### EXERCISE DETAILS
Reproduce the listing below precisely, leaving every line intact.

_ _ _

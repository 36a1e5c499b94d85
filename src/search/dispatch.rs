use log::debug;
use rayon::prelude::*;
use rayon::{ThreadPool, ThreadPoolBuilder};

use crate::error::Result;
use crate::index::fm::FmIndex;

/// 多模式查询调度：在固定大小的 rayon 线程池中对每个模式独立执行反向搜索。
///
/// 索引只读共享，不加锁；每个任务返回私有结果，全部完成后再合并。
/// 任一模式非法时整体返回该错误，不给出部分结果。
pub struct QueryDispatcher<'a> {
    index: &'a FmIndex,
    pool: ThreadPool,
}

impl<'a> QueryDispatcher<'a> {
    /// `threads == 0` 时线程数由 rayon 决定（通常为 CPU 核数）
    pub fn new(index: &'a FmIndex, threads: usize) -> Result<Self> {
        let pool = ThreadPoolBuilder::new()
            .num_threads(threads)
            .thread_name(|i| format!("fm-query-{i}"))
            .build()?;
        debug!("query pool started with {} threads", pool.current_num_threads());
        Ok(Self { index, pool })
    }

    pub fn threads(&self) -> usize {
        self.pool.current_num_threads()
    }

    pub fn index(&self) -> &FmIndex {
        self.index
    }

    /// 每个模式一个计数，顺序与输入一致
    pub fn count_all<P>(&self, patterns: &[P]) -> Result<Vec<usize>>
    where
        P: AsRef<[u8]> + Sync,
    {
        debug!("counting {} patterns", patterns.len());
        self.pool.install(|| patterns.par_iter().map(|p| self.index.count(p.as_ref())).collect())
    }

    /// 每个模式各自的精确匹配位置（升序）
    pub fn find_each<P>(&self, patterns: &[P]) -> Result<Vec<Vec<usize>>>
    where
        P: AsRef<[u8]> + Sync,
    {
        debug!("locating {} patterns", patterns.len());
        self.pool.install(|| patterns.par_iter().map(|p| self.index.find(p.as_ref())).collect())
    }

    /// 所有模式精确匹配位置合并后的升序列表（不跨模式去重）
    pub fn find_all<P>(&self, patterns: &[P]) -> Result<Vec<usize>>
    where
        P: AsRef<[u8]> + Sync,
    {
        Ok(merge_sorted(self.find_each(patterns)?))
    }

    pub fn find_each_approx<P>(&self, patterns: &[P], max_mismatches: usize) -> Result<Vec<Vec<usize>>>
    where
        P: AsRef<[u8]> + Sync,
    {
        debug!("approximate search for {} patterns, d={}", patterns.len(), max_mismatches);
        self.pool.install(|| {
            patterns
                .par_iter()
                .map(|p| self.index.find_approx(p.as_ref(), max_mismatches))
                .collect()
        })
    }

    pub fn find_all_approx<P>(&self, patterns: &[P], max_mismatches: usize) -> Result<Vec<usize>>
    where
        P: AsRef<[u8]> + Sync,
    {
        Ok(merge_sorted(self.find_each_approx(patterns, max_mismatches)?))
    }
}

fn merge_sorted(per_pattern: Vec<Vec<usize>>) -> Vec<usize> {
    let mut all: Vec<usize> = per_pattern.into_iter().flatten().collect();
    all.sort_unstable();
    all
}

#[cfg(test)]
mod tests {
    use super::*;
    use crate::error::IndexError;
    use crate::index::IndexConfig;
    use crate::search::exact::tests::make_dna;

    #[test]
    fn textbook_multiple_pattern_matching() {
        let fm = FmIndex::build(b"AATCGGGTTCAATCGGGGT$", &IndexConfig::new(5, 5)).unwrap();
        let qd = QueryDispatcher::new(&fm, 2).unwrap();
        assert_eq!(qd.find_all(&["ATCG", "GGGT"]).unwrap(), vec![1, 4, 11, 15]);
        assert_eq!(qd.count_all(&["ATCG", "GGGT", "TTT"]).unwrap(), vec![2, 2, 0]);
    }

    #[test]
    fn textbook_multiple_approximate_matching() {
        let fm = FmIndex::build(b"ACATGCTACTTT$", &IndexConfig::new(5, 5)).unwrap();
        let qd = QueryDispatcher::new(&fm, 3).unwrap();
        let patterns = ["ATT", "GCC", "GCTA", "TATT"];
        assert_eq!(qd.find_all_approx(&patterns, 1).unwrap(), vec![2, 4, 4, 6, 7, 8, 9]);
        assert_eq!(
            qd.find_each_approx(&patterns, 1).unwrap(),
            vec![vec![2, 7, 8, 9], vec![4], vec![4], vec![6]]
        );
    }

    #[test]
    fn results_do_not_depend_on_pool_size() {
        let mut text = make_dna(2_000, 99);
        text.push(b'$');
        let fm = FmIndex::build(&text, &IndexConfig::default()).unwrap();
        let patterns: Vec<Vec<u8>> = (0..64).map(|i| text[i * 25..i * 25 + 9].to_vec()).collect();

        let single = QueryDispatcher::new(&fm, 1).unwrap();
        let many = QueryDispatcher::new(&fm, 4).unwrap();
        assert_eq!(single.threads(), 1);
        assert_eq!(single.find_all(&patterns).unwrap(), many.find_all(&patterns).unwrap());
        assert_eq!(
            single.find_all_approx(&patterns, 2).unwrap(),
            many.find_all_approx(&patterns, 2).unwrap()
        );
        let expect: Vec<usize> = patterns.iter().map(|p| fm.count(p).unwrap()).collect();
        assert_eq!(many.count_all(&patterns).unwrap(), expect);
    }

    #[test]
    fn malformed_pattern_fails_the_batch() {
        let fm = FmIndex::build(b"ACGTACGT$", &IndexConfig::default()).unwrap();
        let qd = QueryDispatcher::new(&fm, 2).unwrap();
        assert!(matches!(qd.find_all(&["ACG", "AXG"]), Err(IndexError::InvalidPatternSymbol { .. })));
        assert!(matches!(qd.count_all(&["ACG", ""]), Err(IndexError::EmptyPattern)));
    }
}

_ _ _

### OUTPUT OF THE TASK
repository 36a1e5c499b94d85
filename src/search/dispatch.rs
use log::debug;
use rayon::prelude::*;
use rayon::{ThreadPool, ThreadPoolBuilder};

use crate::error::Result;
use crate::index::fm::FmIndex;

/// 多模式查询调度：在固定大小的 rayon 线程池中对每个模式独立执行反向搜索。
///
/// 索引只读共享，不加锁；每个任务返回私有结果，全部完成后再合并。
/// 任一模式非法时整体返回该错误，不给出部分结果。
pub struct QueryDispatcher<'a> {
    index: &'a FmIndex,
    pool: ThreadPool,
}

impl<'a> QueryDispatcher<'a> {
    /// `threads == 0` 时线程数由 rayon 决定（通常为 CPU 核数）
    pub fn new(index: &'a FmIndex, threads: usize) -> Result<Self> {
        let pool = ThreadPoolBuilder::new()
            .num_threads(threads)
            .thread_name(|i| format!("fm-query-{i}"))
            .build()?;
        debug!("query pool started with {} threads", pool.current_num_threads());
        Ok(Self { index, pool })
    }

    pub fn threads(&self) -> usize {
        self.pool.current_num_threads()
    }

    pub fn index(&self) -> &FmIndex {
        self.index
    }

    /// 每个模式一个计数，顺序与输入一致
    pub fn count_all<P>(&self, patterns: &[P]) -> Result<Vec<usize>>
    where
        P: AsRef<[u8]> + Sync,
    {
        debug!("counting {} patterns", patterns.len());
        self.pool.install(|| patterns.par_iter().map(|p| self.index.count(p.as_ref())).collect())
    }

    /// 每个模式各自的精确匹配位置（升序）
    pub fn find_each<P>(&self, patterns: &[P]) -> Result<Vec<Vec<usize>>>
    where
        P: AsRef<[u8]> + Sync,
    {
        debug!("locating {} patterns", patterns.len());
        self.pool.install(|| patterns.par_iter().map(|p| self.index.find(p.as_ref())).collect())
    }

    /// 所有模式精确匹配位置合并后的升序列表（不跨模式去重）
    pub fn find_all<P>(&self, patterns: &[P]) -> Result<Vec<usize>>
    where
        P: AsRef<[u8]> + Sync,
    {
        Ok(merge_sorted(self.find_each(patterns)?))
    }

    pub fn find_each_approx<P>(&self, patterns: &[P], max_mismatches: usize) -> Result<Vec<Vec<usize>>>
    where
        P: AsRef<[u8]> + Sync,
    {
        debug!("approximate search for {} patterns, d={}", patterns.len(), max_mismatches);
        self.pool.install(|| {
            patterns
                .par_iter()
                .map(|p| self.index.find_approx(p.as_ref(), max_mismatches))
                .collect()
        })
    }

    pub fn find_all_approx<P>(&self, patterns: &[P], max_mismatches: usize) -> Result<Vec<usize>>
    where
        P: AsRef<[u8]> + Sync,
    {
        Ok(merge_sorted(self.find_each_approx(patterns, max_mismatches)?))
    }
}

fn merge_sorted(per_pattern: Vec<Vec<usize>>) -> Vec<usize> {
    let mut all: Vec<usize> = per_pattern.into_iter().flatten().collect();
    all.sort_unstable();
    all
}

#[cfg(test)]
mod tests {
    use super::*;
    use crate::error::IndexError;
    use crate::index::IndexConfig;
    use crate::search::exact::tests::make_dna;

    #[test]
    fn textbook_multiple_pattern_matching() {
        let fm = FmIndex::build(b"AATCGGGTTCAATCGGGGT$", &IndexConfig::new(5, 5)).unwrap();
        let qd = QueryDispatcher::new(&fm, 2).unwrap();
        assert_eq!(qd.find_all(&["ATCG", "GGGT"]).unwrap(), vec![1, 4, 11, 15]);
        assert_eq!(qd.count_all(&["ATCG", "GGGT", "TTT"]).unwrap(), vec![2, 2, 0]);
    }

    #[test]
    fn textbook_multiple_approximate_matching() {
        let fm = FmIndex::build(b"ACATGCTACTTT$", &IndexConfig::new(5, 5)).unwrap();
        let qd = QueryDispatcher::new(&fm, 3).unwrap();
        let patterns = ["ATT", "GCC", "GCTA", "TATT"];
        assert_eq!(qd.find_all_approx(&patterns, 1).unwrap(), vec![2, 4, 4, 6, 7, 8, 9]);
        assert_eq!(
            qd.find_each_approx(&patterns, 1).unwrap(),
            vec![vec![2, 7, 8, 9], vec![4], vec![4], vec![6]]
        );
    }

    #[test]
    fn results_do_not_depend_on_pool_size() {
        let mut text = make_dna(2_000, 99);
        text.push(b'$');
        let fm = FmIndex::build(&text, &IndexConfig::default()).unwrap();
        let patterns: Vec<Vec<u8>> = (0..64).map(|i| text[i * 25..i * 25 + 9].to_vec()).collect();

        let single = QueryDispatcher::new(&fm, 1).unwrap();
        let many = QueryDispatcher::new(&fm, 4).unwrap();
        assert_eq!(single.threads(), 1);
        assert_eq!(single.find_all(&patterns).unwrap(), many.find_all(&patterns).unwrap());
        assert_eq!(
            single.find_all_approx(&patterns, 2).unwrap(),
            many.find_all_approx(&patterns, 2).unwrap()
        );
        let expect: Vec<usize> = patterns.iter().map(|p| fm.count(p).unwrap()).collect();
        assert_eq!(many.count_all(&patterns).unwrap(), expect);
    }

    #[test]
    fn malformed_pattern_fails_the_batch() {
        let fm = FmIndex::build(b"ACGTACGT$", &IndexConfig::default()).unwrap();
        let qd = QueryDispatcher::new(&fm, 2).unwrap();
        assert!(matches!(qd.find_all(&["ACG", "AXG"]), Err(IndexError::InvalidPatternSymbol { .. })));
        assert!(matches!(qd.count_all(&["ACG", ""]), Err(IndexError::EmptyPattern)));
    }
}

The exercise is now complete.